Monday, 27 June 2016

ZIMBAS FLOCK TO SA, ZAMBIA FOR MEDICAL TREATMENTS

ZIMBABWEANS are flocking to neighbouring countries for medical treatment and to procure drugs as costs of medical care continue to rise in the country. Locals, especially those in border towns, have resorted to travelling to South Africa and Zambia for hospitalisation, drugs, laboratory tests and blood transfusion, owing to the high costs of medical care locally.

Some locals are reportedly joining foreign medical aid schemes to avoid paying exorbitant contributions to medical aid societies in the country. Patients who require blood transfusion are going to Zambia, where they pay $50 for a pint, compared to local hospitals that charge between $140 and $200.

Patients from most parts of Matabeleland North find it way cheaper to be treated or buy medication in Zambia. “It’s expensive to be treated here in Zimbabwe.
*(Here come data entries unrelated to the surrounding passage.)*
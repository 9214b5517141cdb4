//! Repository layer for database operations
//!
//! CRUD operations for boards, lists, cards and everything hanging off a
//! card, plus assembly of whole board snapshots.

use super::models::*;
use crate::board::position::{after_last, renumbered_positions};
use crate::board::rules::infer_list_role;
use crate::board::{Board, BoardList, Card, Checklist, ListRole};
use crate::config::{DEFAULT_BOARD_NAME, EMPTY_LIST_POSITION};
use crate::error::{AppError, Result};
use chrono::Utc;
use sqlx::SqlitePool;
use std::collections::HashMap;
use uuid::Uuid;

/// Repository for database operations
#[derive(Clone)]
pub struct Repository {
    pool: SqlitePool,
}

/// Group rows by the id of their owner, keeping row order
fn group_by<T>(rows: Vec<T>, owner: impl Fn(&T) -> &str) -> HashMap<String, Vec<T>> {
    let mut groups: HashMap<String, Vec<T>> = HashMap::new();
    for row in rows {
        groups.entry(owner(&row).to_string()).or_default().push(row);
    }
    groups
}
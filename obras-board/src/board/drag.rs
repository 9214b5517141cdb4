//! Drag-and-drop protocol
//!
//! Turns one drop gesture into a local and remote state change:
//!
//! 1. ignore drops without a destination or onto the card's own slot
//! 2. splice the card into its new slot, allocate its position and
//!    publish the resulting board to the cache before any remote call
//! 3. cross-list drops: move the card remotely; on failure skip to 6
//! 4. cross-list drops: apply the destination list's label rules
//! 5. store the allocated position (or the whole renumbered list when
//!    the allocation collapsed)
//! 6. always refetch the board and replace the cached snapshot
//!
//! Remote failures are caught where they happen, logged and toasted with
//! the generic failure message; nothing is rolled back locally because
//! step 6 restores whatever the backend actually recorded. Drops on one
//! handler are serialized.

use super::backend::BoardBackend;
use super::cache::BoardCache;
use super::model::{Board, Card, ListRole};
use super::position::{allocate_position, renumbered_positions, Allocation};
use super::rules::{plan_label_changes, LabelPlan};
use crate::config::TOAST_MOVE_SUCCESS;
use crate::error::{AppError, Result};
use crate::services::toasts::{Toast, ToastSink};
use serde::{Deserialize, Serialize};
use std::sync::{Arc, RwLock};
use tokio::sync::Mutex;

/// A slot in a list as reported by the drag-and-drop layer
#[derive(Debug, Clone, PartialEq, Eq, Serialize, Deserialize)]
pub struct DropLocation {
    pub list_id: String,
    pub index: usize,
}

impl DropLocation {
    pub fn new(list_id: impl Into<String>, index: usize) -> Self {
        Self {
            list_id: list_id.into(),
            index,
        }
    }
}

/// End of a drag gesture
#[derive(Debug, Clone, Serialize, Deserialize)]
pub struct DropEvent {
    pub card_id: String,
    pub source: DropLocation,
    pub destination: Option<DropLocation>,
}

#[derive(Debug, Clone, PartialEq, Eq)]
pub enum DragState {
    Idle,
    Dragging { card_id: String },
    Applying { card_id: String },
}

#[derive(Debug, Clone, Copy, PartialEq, Eq)]
pub struct DragOptions {
    pub notify_completion: bool,
    pub compact_on_collapse: bool,
    pub toast_on_success: bool,
}

impl Default for DragOptions {
    fn default() -> Self {
        Self {
            notify_completion: true,
            compact_on_collapse: true,
            toast_on_success: true,
        }
    }
}

#[derive(Debug, Clone, PartialEq)]
pub struct DragReport {
    pub card_id: String,
    pub destination_list_id: String,
    /// Position given to the card in the optimistic snapshot
    pub position: f64,
    pub moved_across_lists: bool,
    /// The destination list was renumbered instead of subdivided
    pub compacted: bool,
    /// At least one remote step failed
    pub failed: bool,
}

#[derive(Debug, Clone, PartialEq)]
pub enum DragOutcome {
    /// Nothing to do; no remote call was made
    NoOp,
    /// The local board did not match the drop; cache left untouched
    Aborted,
    Applied(DragReport),
}

/// Optimistic result of a drop, computed against a cached snapshot
#[derive(Debug, Clone)]
pub struct PlannedMove {
    pub board: Board,
    /// The card as it was before the drop
    pub card: Card,
    pub destination_role: ListRole,
    pub allocation: Allocation,
    pub compacted: bool,
    /// (card id, position) pairs to store remotely
    pub placements: Vec<(String, f64)>,
}

impl PlannedMove {
    pub fn position(&self) -> f64 {
        self.placements
            .iter()
            .find(|(id, _)| *id == self.card.id)
            .map(|(_, position)| *position)
            .unwrap_or(self.allocation.position)
    }
}

/// Splice a card from `source` into `destination` on a copy of `board`.
pub fn plan_move(
    board: &Board,
    card_id: &str,
    source: &DropLocation,
    destination: &DropLocation,
    compact_on_collapse: bool,
) -> std::result::Result<PlannedMove, String> {
    let source_index = board
        .list_index(&source.list_id)
        .ok_or_else(|| format!("source list {} is not on the board", source.list_id))?;
    let destination_index = board
        .list_index(&destination.list_id)
        .ok_or_else(|| format!("destination list {} is not on the board", destination.list_id))?;

    let mut next = board.clone();

    match next.lists[source_index].cards.get(source.index) {
        Some(card) if card.id == card_id => {}
        Some(card) => {
            return Err(format!(
                "slot {} of list {} holds card {}, not {}",
                source.index, source.list_id, card.id, card_id
            ))
        }
        None => {
            return Err(format!(
                "list {} has no slot {}",
                source.list_id, source.index
            ))
        }
    }

    let original = next.lists[source_index].cards.remove(source.index);
    let mut moved = original.clone();
    moved.list_id = destination.list_id.clone();

    let destination_list = &mut next.lists[destination_index];
    let destination_role = destination_list.role;
    let cards = &mut destination_list.cards;
    let index = destination.index.min(cards.len());
    cards.insert(index, moved);

    let allocation = allocate_position(cards, index);
    let compacted = compact_on_collapse && !allocation.in_order;

    let placements = if compacted {
        let renumbered = renumbered_positions(cards.len());
        for (card, position) in cards.iter_mut().zip(renumbered) {
            card.position = position;
        }
        cards.iter().map(|card| (card.id.clone(), card.position)).collect()
    } else {
        cards[index].position = allocation.position;
        vec![(cards[index].id.clone(), allocation.position)]
    };

    Ok(PlannedMove {
        board: next,
        card: original,
        destination_role,
        allocation,
        compacted,
        placements,
    })
}

pub struct DragHandler<B: BoardBackend> {
    backend: Arc<B>,
    cache: BoardCache,
    toasts: Arc<dyn ToastSink>,
    options: RwLock<DragOptions>,
    state: Mutex<DragState>,
    in_flight: Mutex<()>,
}

impl<B: BoardBackend> DragHandler<B> {
    pub fn new(backend: Arc<B>, cache: BoardCache, toasts: Arc<dyn ToastSink>) -> Self {
        Self {
            backend,
            cache,
            toasts,
            options: RwLock::new(DragOptions::default()),
            state: Mutex::new(DragState::Idle),
            in_flight: Mutex::new(()),
        }
    }

    pub fn with_options(self, options: DragOptions) -> Self {
        self.set_options(options);
        self
    }

    /// Takes effect from the next drop
    pub fn set_options(&self, options: DragOptions) {
        *self.options.write().unwrap_or_else(|e| e.into_inner()) = options;
    }

    pub fn options(&self) -> DragOptions {
        *self.options.read().unwrap_or_else(|e| e.into_inner())
    }

    pub fn cache(&self) -> &BoardCache {
        &self.cache
    }

    /// True while a drop is being applied; hosts disable dragging meanwhile
    pub fn is_busy(&self) -> bool {
        self.in_flight.try_lock().is_err()
    }

    pub async fn state(&self) -> DragState {
        self.state.lock().await.clone()
    }

    /// Idle -> Dragging. Purely local; rejected while a drop is in flight.
    pub async fn begin_drag(&self, card_id: &str) -> Result<()> {
        if self.is_busy() {
            return Err(AppError::DragInProgress);
        }

        *self.state.lock().await = DragState::Dragging {
            card_id: card_id.to_string(),
        };
        Ok(())
    }

    /// Abandon a drag that never reached a drop
    pub async fn cancel_drag(&self) {
        let mut state = self.state.lock().await;
        if matches!(*state, DragState::Dragging { .. }) {
            *state = DragState::Idle;
        }
    }

    pub async fn handle_drag_end(&self, work_site_id: i64, drop: DropEvent) -> DragOutcome {
        let _in_flight = self.in_flight.lock().await;
        let outcome = self.apply_drop(work_site_id, &drop).await;
        *self.state.lock().await = DragState::Idle;
        outcome
    }

    async fn apply_drop(&self, work_site_id: i64, drop: &DropEvent) -> DragOutcome {
        let destination = match &drop.destination {
            Some(destination) if *destination != drop.source => destination,
            _ => {
                tracing::debug!("Drop of card {} changed nothing", drop.card_id);
                return DragOutcome::NoOp;
            }
        };

        *self.state.lock().await = DragState::Applying {
            card_id: drop.card_id.clone(),
        };

        let Some(board) = self.cache.get(work_site_id).await else {
            tracing::error!(
                "Dropped card {} but the board of work site {} is not loaded",
                drop.card_id,
                work_site_id
            );
            return DragOutcome::Aborted;
        };

        let planned = match plan_move(
            &board,
            &drop.card_id,
            &drop.source,
            destination,
            self.options().compact_on_collapse,
        ) {
            Ok(planned) => planned,
            Err(reason) => {
                tracing::error!("Aborting drop of card {}: {}", drop.card_id, reason);
                return DragOutcome::Aborted;
            }
        };

        let position = planned.position();
        let PlannedMove {
            board: optimistic,
            card,
            destination_role,
            compacted,
            placements,
            ..
        } = planned;

        self.cache.replace(work_site_id, optimistic).await;

        let across_lists = drop.source.list_id != destination.list_id;
        tracing::info!(
            "Moving card {} to list {} at index {} (position {})",
            card.id,
            destination.list_id,
            destination.index,
            position
        );

        let mut failed = false;

        let moved = if across_lists {
            match self.backend.move_card(&card.id, &destination.list_id).await {
                Ok(()) => true,
                Err(e) => {
                    tracing::error!("Failed to move card {}: {}", card.id, e);
                    self.report_failure(&mut failed);
                    false
                }
            }
        } else {
            true
        };

        if moved {
            if across_lists && destination_role != ListRole::None {
                if let Err(e) = self.apply_label_rules(work_site_id, &card, destination_role).await {
                    tracing::error!("Failed to update labels of card {}: {}", card.id, e);
                    self.report_failure(&mut failed);
                }
            }

            if let Err(e) = self.store_positions(&destination.list_id, &placements).await {
                tracing::error!("Failed to store position of card {}: {}", card.id, e);
                self.report_failure(&mut failed);
            }
        }

        if let Err(e) = self
            .cache
            .invalidate_and_refetch(work_site_id, &*self.backend)
            .await
        {
            tracing::error!("Failed to refetch board of work site {}: {}", work_site_id, e);
            if !failed {
                self.report_failure(&mut failed);
            }
        }

        if !failed && self.options().toast_on_success {
            self.toasts.show(Toast::success(TOAST_MOVE_SUCCESS));
        }

        DragOutcome::Applied(DragReport {
            card_id: card.id,
            destination_list_id: destination.list_id.clone(),
            position,
            moved_across_lists: across_lists,
            compacted,
            failed,
        })
    }

    fn report_failure(&self, failed: &mut bool) {
        self.toasts.show(Toast::failure());
        *failed = true;
    }

    /// Returns the first failure after attempting every change
    async fn apply_label_rules(&self, work_site_id: i64, card: &Card, role: ListRole) -> Result<()> {
        let (plan, mut first_error) = match self.backend.list_labels().await {
            Ok(catalog) => (plan_label_changes(role, &card.labels, &catalog), None),
            Err(e) => (
                LabelPlan {
                    notify_completion: role == ListRole::Completed,
                    ..LabelPlan::default()
                },
                Some(e),
            ),
        };

        for label in &plan.add {
            if let Err(e) = self.backend.add_label_to_card(&card.id, &label.id).await {
                tracing::warn!("Could not add label {} to card {}: {}", label.title, card.id, e);
                first_error.get_or_insert(e);
            }
        }

        for label in &plan.remove {
            if let Err(e) = self.backend.remove_label_from_card(&card.id, &label.id).await {
                tracing::warn!("Could not remove label {} from card {}: {}", label.title, card.id, e);
                first_error.get_or_insert(e);
            }
        }

        if plan.notify_completion && self.options().notify_completion {
            self.backend
                .notify_card_completed(work_site_id, &card.title)
                .await;
        }

        match first_error {
            Some(e) => Err(e),
            None => Ok(()),
        }
    }

    async fn store_positions(&self, list_id: &str, placements: &[(String, f64)]) -> Result<()> {
        for (card_id, position) in placements {
            self.backend
                .set_card_position(card_id, list_id, *position)
                .await?;
        }
        Ok(())
    }
}
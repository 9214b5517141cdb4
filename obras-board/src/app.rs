//! Application state and initialization
//!
//! All services are initialized here and made available through AppState.

use crate::board::{BoardCache, DragHandler, DragOptions};
use crate::database::{create_pool, Repository};
use crate::error::Result;
use crate::services::settings::{BoardSettings, NotificationSettings};
use crate::services::{AppSettings, BoardService, SettingsService, ToastSink};
use std::path::PathBuf;
use std::sync::Arc;

/// Central application state holding all services
#[derive(Clone)]
pub struct AppState {
    pub app_data_dir: PathBuf,
    pub settings_service: SettingsService,
    pub board_service: BoardService,
    pub drag_handler: Arc<DragHandler<Repository>>,
}

impl AppState {
    /// Application setup - called once on startup
    pub async fn initialize(app_data_dir: PathBuf, toasts: Arc<dyn ToastSink>) -> Result<Self> {
        tracing::info!("Initializing application");
        tracing::info!("App data directory: {:?}", app_data_dir);

        tokio::fs::create_dir_all(&app_data_dir).await?;

        let settings_service = SettingsService::new(app_data_dir.clone());
        let settings = settings_service.load().await?;

        let pool = create_pool(&app_data_dir.join("obras-board.db")).await?;
        let repo = Repository::new(pool);

        // The CRUD service and the drag handler share one snapshot store
        let cache = BoardCache::new();
        let board_service = BoardService::new(repo.clone(), cache.clone(), settings.board.clone());
        let drag_handler = DragHandler::new(Arc::new(repo), cache, toasts)
            .with_options(DragOptions::from(&settings));

        tracing::info!("Application initialized successfully");

        Ok(Self {
            app_data_dir,
            settings_service,
            board_service,
            drag_handler: Arc::new(drag_handler),
        })
    }

    /// Persist board settings and apply them to the running services
    pub async fn update_board_settings(&self, board: BoardSettings) -> Result<AppSettings> {
        self.settings_service.update_board(board).await?;
        self.reload_settings().await
    }

    /// Persist notification settings and apply them to the running services
    pub async fn update_notification_settings(
        &self,
        notifications: NotificationSettings,
    ) -> Result<AppSettings> {
        self.settings_service.update_notifications(notifications).await?;
        self.reload_settings().await
    }

    async fn reload_settings(&self) -> Result<AppSettings> {
        let settings = self.settings_service.load().await?;

        self.board_service.set_settings(settings.board.clone());
        self.drag_handler.set_options(DragOptions::from(&settings));

        tracing::info!("Settings applied");
        Ok(settings)
    }
}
Most of the people here cross the border and go to Livingstone, Zambia for treatment, medication and procedures.

“When I fell pregnant last year, I had to go to Zambia for a scan, which costs $10. Local surgeries charge $100 for the scan,” said Ms Sharon Ncube from Victoria Falls.

Another Victoria Falls resident Mr Thulani Khumalo said: “It’s far much cheaper to be treated in Zambia than in our hospitals and surgeries. One has to pay about $200 for a pint of blood in Zimbabwe. In Zambia a pint of blood costs $50. Injections for rabies cost $20 each yet in Zambia it’s only $5 per injection.”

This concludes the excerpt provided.